- [What needs to be done]: Transcribe, verbatim, every line from the start of the entries through the line that contains "pub enum PersistError"; include both boundary lines and omit all others.

- [Dataset content]:
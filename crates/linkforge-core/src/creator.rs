use crate::alias::AliasPolicy;
use crate::clock::{Clock, SystemClock};
use crate::error::{ErrorMapper, MappingError, PlainErrorMapper, Result};
use crate::generator::Generator;
use crate::record::MappingRecord;
use crate::shortcode::ShortCode;
use async_trait::async_trait;
use jiff::Timestamp;
use std::sync::Arc;
use thiserror::Error;
use tracing::{debug, trace};

/// Why a sink refused to persist a record.
#[derive(Debug, Clone, PartialEq, Eq, Error)]
pub enum PersistError {
    /// Another writer committed the same short code first.
    #[error("short code is already taken")]
    Occupied,
    #[error("{0}")]
    Storage(String),
}

/// The storage side of [`MappingCreator::create`].
///
/// `persist` must be an atomic insert-if-absent for the record's short code;
/// `contains` is only a cheap pre-check and may be stale by the time
/// `persist` runs.
#[async_trait]
pub trait MappingSink: Send + Sync {
    /// Whether `code` is currently bound to a mapping.
    fn contains(&self, code: &ShortCode) -> bool;

    /// Commits `record` unless its short code is already bound.
    async fn persist(&self, record: &MappingRecord) -> std::result::Result<(), PersistError>;
}

/// Resolves the short code for a new mapping and builds its record.
///
/// The creator is storage-agnostic: the generator, clock and error mapper are
/// injected here, and the existence check and persistence come from the
/// [`MappingSink`] passed to [`create`](MappingCreator::create).
pub struct MappingCreator<G> {
    generator: Arc<G>,
    policy: AliasPolicy,
    clock: Arc<dyn Clock>,
    errors: Arc<dyn ErrorMapper>,
}

impl<G: Generator> MappingCreator<G> {
    /// Creates a creator with the default alias policy, the system clock and
    /// the plain error mapper.
    pub fn new(generator: G) -> Self {
        Self {
            generator: Arc::new(generator),
            policy: AliasPolicy::default(),
            clock: Arc::new(SystemClock),
            errors: Arc::new(PlainErrorMapper),
        }
    }

    pub fn with_policy(mut self, policy: AliasPolicy) -> Self {
        self.policy = policy;
        self
    }

    pub fn with_clock(mut self, clock: impl Clock) -> Self {
        self.clock = Arc::new(clock);
        self
    }

    pub fn with_error_mapper(mut self, errors: impl ErrorMapper) -> Self {
        self.errors = Arc::new(errors);
        self
    }

    pub fn generator(&self) -> &G {
        &self.generator
    }

    pub fn policy(&self) -> &AliasPolicy {
        &self.policy
    }

    pub fn clock(&self) -> &dyn Clock {
        self.clock.as_ref()
    }

    pub fn error_mapper(&self) -> &dyn ErrorMapper {
        self.errors.as_ref()
    }

    /// Creates a mapping for `original_url`.
    ///
    /// With a custom `alias`, the alias is validated and normalized and the
    /// call fails with [`MappingError::Conflict`] if it is already bound.
    /// Without one, generated codes are drawn until a free one commits.
    pub async fn create<S>(
        &self,
        sink: &S,
        alias: Option<&str>,
        original_url: &str,
        expires_at: Option<Timestamp>,
    ) -> Result<MappingRecord>
    where
        S: MappingSink + ?Sized,
    {
        match alias {
            Some(alias) => {
                self.create_custom(sink, alias, original_url, expires_at)
                    .await
            }
            None => self.create_generated(sink, original_url, expires_at).await,
        }
    }

    async fn create_custom<S>(
        &self,
        sink: &S,
        alias: &str,
        original_url: &str,
        expires_at: Option<Timestamp>,
    ) -> Result<MappingRecord>
    where
        S: MappingSink + ?Sized,
    {
        let code = self.policy.parse(alias).map_err(|violation| {
            debug!(alias, reason = violation.reason_code(), "rejected custom alias");
            MappingError::validation(violation, self.error_mapper())
        })?;

        if sink.contains(&code) {
            debug!(code = %code, "custom alias already bound");
            return Err(MappingError::conflict(code, self.error_mapper()));
        }

        let record = self.record(code, original_url, expires_at);
        match sink.persist(&record).await {
            Ok(()) => {
                debug!(code = %record.short_code, "created mapping with custom alias");
                Ok(record)
            }
            Err(PersistError::Occupied) => {
                debug!(code = %record.short_code, "custom alias taken by a concurrent writer");
                Err(MappingError::conflict(record.short_code, self.error_mapper()))
            }
            Err(PersistError::Storage(message)) => {
                Err(MappingError::storage(message, self.error_mapper()))
            }
        }
    }

    async fn create_generated<S>(
        &self,
        sink: &S,
        original_url: &str,
        expires_at: Option<Timestamp>,
    ) -> Result<MappingRecord>
    where
        S: MappingSink + ?Sized,
    {
        loop {
            let code = self.next_free_code(sink)?;
            let record = self.record(code, original_url, expires_at);

            match sink.persist(&record).await {
                Ok(()) => {
                    debug!(code = %record.short_code, "created mapping with generated code");
                    return Ok(record);
                }
                Err(PersistError::Occupied) => {
                    trace!(code = %record.short_code, "generated code lost a race, retrying");
                }
                Err(PersistError::Storage(message)) => {
                    return Err(MappingError::storage(message, self.error_mapper()));
                }
            }
        }
    }

    /// Draws codes until one is not bound in `sink`.
    ///
    /// Terminates because the generator never repeats a value and fails
    /// once its counter is exhausted.
    fn next_free_code<S>(&self, sink: &S) -> Result<ShortCode>
    where
        S: MappingSink + ?Sized,
    {
        loop {
            let raw = self
                .generator
                .generate()
                .map_err(|e| MappingError::exhausted(e, self.error_mapper()))?;
            let code = self.policy.normalize(&raw);

            if !sink.contains(&code) {
                return Ok(code);
            }
            trace!(code = %code, "generated code already bound, retrying");
        }
    }

    fn record(
        &self,
        short_code: ShortCode,
        original_url: &str,
        expires_at: Option<Timestamp>,
    ) -> MappingRecord {
        MappingRecord {
            short_code,
            original_url: original_url.to_string(),
            created_at: self.clock.now(),
            expires_at,
        }
    }
}

#[cfg(test)]
mod tests {
    use super::*;
    use crate::clock::ManualClock;
    use crate::error::GeneratorError;
    use std::collections::{HashMap, VecDeque};
    use std::sync::Mutex;

    /// Hands out a fixed script of codes, then reports exhaustion.
    struct ScriptedGenerator(Mutex<VecDeque<&'static str>>);

    impl ScriptedGenerator {
        fn new(codes: &[&'static str]) -> Self {
            Self(Mutex::new(codes.iter().copied().collect()))
        }
    }

    impl Generator for ScriptedGenerator {
        fn generate(&self) -> std::result::Result<String, GeneratorError> {
            self.0
                .lock()
                .unwrap()
                .pop_front()
                .map(str::to_string)
                .ok_or(GeneratorError::Exhausted(0))
        }
    }

    #[derive(Default)]
    struct MapSink {
        records: Mutex<HashMap<ShortCode, MappingRecord>>,
        /// Codes reported free by `contains` but occupied on `persist`.
        racing: Mutex<Vec<ShortCode>>,
        fail_with: Option<String>,
    }

    #[async_trait]
    impl MappingSink for MapSink {
        fn contains(&self, code: &ShortCode) -> bool {
            self.records.lock().unwrap().contains_key(code)
        }

        async fn persist(&self, record: &MappingRecord) -> std::result::Result<(), PersistError> {
            if let Some(message) = &self.fail_with {
                return Err(PersistError::Storage(message.clone()));
            }
            let mut racing = self.racing.lock().unwrap();
            if let Some(pos) = racing.iter().position(|c| c == &record.short_code) {
                racing.remove(pos);
                return Err(PersistError::Occupied);
            }
            let mut records = self.records.lock().unwrap();
            if records.contains_key(&record.short_code) {
                return Err(PersistError::Occupied);
            }
            records.insert(record.short_code.clone(), record.clone());
            Ok(())
        }
    }

    fn creator(codes: &[&'static str]) -> MappingCreator<ScriptedGenerator> {
        let clock = ManualClock::new(Timestamp::from_second(1_700_000_000).unwrap());
        MappingCreator::new(ScriptedGenerator::new(codes)).with_clock(clock)
    }

    #[tokio::test]
    async fn custom_alias_is_normalized_and_stamped() {
        let sink = MapSink::default();
        let record = creator(&[])
            .create(&sink, Some("My-Alias"), "https://example.com", None)
            .await
            .unwrap();

        assert_eq!(record.short_code.as_str(), "my-alias");
        assert_eq!(record.original_url, "https://example.com");
        assert_eq!(record.created_at, Timestamp::from_second(1_700_000_000).unwrap());
        assert!(sink.contains(&ShortCode::normalize("my-alias")));
    }

    #[tokio::test]
    async fn invalid_alias_is_rendered_by_mapper() {
        let sink = MapSink::default();
        let creator = creator(&[])
            .with_error_mapper(|status: u16, _: &str, reason: &str| format!("{status}:{reason}"));

        let err = creator
            .create(&sink, Some("ab"), "https://example.com", None)
            .await
            .unwrap_err();

        assert!(matches!(err, MappingError::Validation { .. }));
        assert_eq!(err.rendered(), "400:TOO_SHORT");
        assert!(sink.records.lock().unwrap().is_empty());
    }

    #[tokio::test]
    async fn reserved_alias_is_rejected() {
        let sink = MapSink::default();
        let err = creator(&[])
            .create(&sink, Some("Admin"), "https://example.com", None)
            .await
            .unwrap_err();
        assert_eq!(err.reason(), "RESERVED");
    }

    #[tokio::test]
    async fn duplicate_alias_conflicts_case_insensitively() {
        let sink = MapSink::default();
        let creator = creator(&[]);

        creator
            .create(&sink, Some("promo"), "https://one.example", None)
            .await
            .unwrap();
        let err = creator
            .create(&sink, Some("PROMO"), "https://two.example", None)
            .await
            .unwrap_err();

        assert!(matches!(err, MappingError::Conflict { .. }));
        assert_eq!(err.status(), 409);
        assert_eq!(sink.records.lock().unwrap().len(), 1);
    }

    #[tokio::test]
    async fn custom_alias_losing_race_is_a_conflict() {
        let sink = MapSink::default();
        sink.racing.lock().unwrap().push(ShortCode::normalize("hot"));

        let err = creator(&[])
            .create(&sink, Some("hot"), "https://example.com", None)
            .await
            .unwrap_err();
        assert!(matches!(err, MappingError::Conflict { .. }));
    }

    #[tokio::test]
    async fn generated_code_skips_bound_codes() {
        let sink = MapSink::default();
        let creator = creator(&["1C", "1c", "1D"]);

        sink.records.lock().unwrap().insert(
            ShortCode::normalize("1c"),
            MappingRecord {
                short_code: ShortCode::normalize("1c"),
                original_url: "https://taken.example".to_string(),
                created_at: Timestamp::from_second(0).unwrap(),
                expires_at: None,
            },
        );

        // "1C" and "1c" both normalize to the bound "1c".
        let record = creator
            .create(&sink, None, "https://example.com", None)
            .await
            .unwrap();
        assert_eq!(record.short_code.as_str(), "1d");
    }

    #[tokio::test]
    async fn generated_code_retries_after_lost_race() {
        let sink = MapSink::default();
        sink.racing.lock().unwrap().push(ShortCode::normalize("aa1"));

        let record = creator(&["aa1", "aa2"])
            .create(&sink, None, "https://example.com", None)
            .await
            .unwrap();
        assert_eq!(record.short_code.as_str(), "aa2");
    }

    #[tokio::test]
    async fn exhausted_generator_is_reported() {
        let sink = MapSink::default();
        let err = creator(&[])
            .create(&sink, None, "https://example.com", None)
            .await
            .unwrap_err();
        assert!(matches!(err, MappingError::Exhausted { .. }));
        assert_eq!(err.status(), 503);
    }

    #[tokio::test]
    async fn storage_failure_propagates() {
        let sink = MapSink {
            fail_with: Some("disk full".to_string()),
            ..MapSink::default()
        };
        let err = creator(&["abc"])
            .create(&sink, None, "https://example.com", None)
            .await
            .unwrap_err();
        assert_eq!(
            err,
            MappingError::Storage {
                message: "disk full".to_string(),
                rendered: "500 STORAGE_FAILURE: disk full".to_string(),
            }
        );
    }

    #[tokio::test]
    async fn expiry_is_kept_verbatim() {
        let sink = MapSink::default();
        let past = Timestamp::from_second(10).unwrap();
        let record = creator(&["abc"])
            .create(&sink, None, "https://example.com", Some(past))
            .await
            .unwrap();
        assert_eq!(record.expires_at, Some(past));
    }
}
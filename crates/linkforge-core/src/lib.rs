//! Core types and traits for the linkforge URL shortener.
//!
//! This crate holds everything that is independent of a storage engine:
//! alias validation, base62 encoding, the query engine, the mapping creator,
//! and the [`MappingStore`] contract implemented by `linkforge-storage`.

pub mod alias;
pub mod base62;
pub mod clock;
pub mod creator;
pub mod error;
pub mod generator;
pub mod query;
pub mod record;
pub mod shortcode;
pub mod store;

pub use alias::{AliasPolicy, AliasViolation};
pub use clock::{Clock, ManualClock, SystemClock};
pub use creator::{MappingCreator, MappingSink, PersistError};
pub use error::{ErrorMapper, GeneratorError, MappingError, PlainErrorMapper, Result};
pub use generator::Generator;
pub use query::{Direction, QueryEngine, QueryFilter, SortKey, StatusFilter};
pub use record::{ExpiryPatch, MappingPatch, MappingRecord};
pub use shortcode::ShortCode;
pub use store::MappingStore;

- [Answer area]:
filename crates/linkforge-core/src/creator.rs
use crate::alias::AliasPolicy;
use crate::clock::{Clock, SystemClock};
use crate::error::{ErrorMapper, MappingError, PlainErrorMapper, Result};
use crate::generator::Generator;
use crate::record::MappingRecord;
use crate::shortcode::ShortCode;
use async_trait::async_trait;
use jiff::Timestamp;
use std::sync::Arc;
use thiserror::Error;
use tracing::{debug, trace};

/// Why a sink refused to persist a record.
#[derive(Debug, Clone, PartialEq, Eq, Error)]
pub enum PersistError {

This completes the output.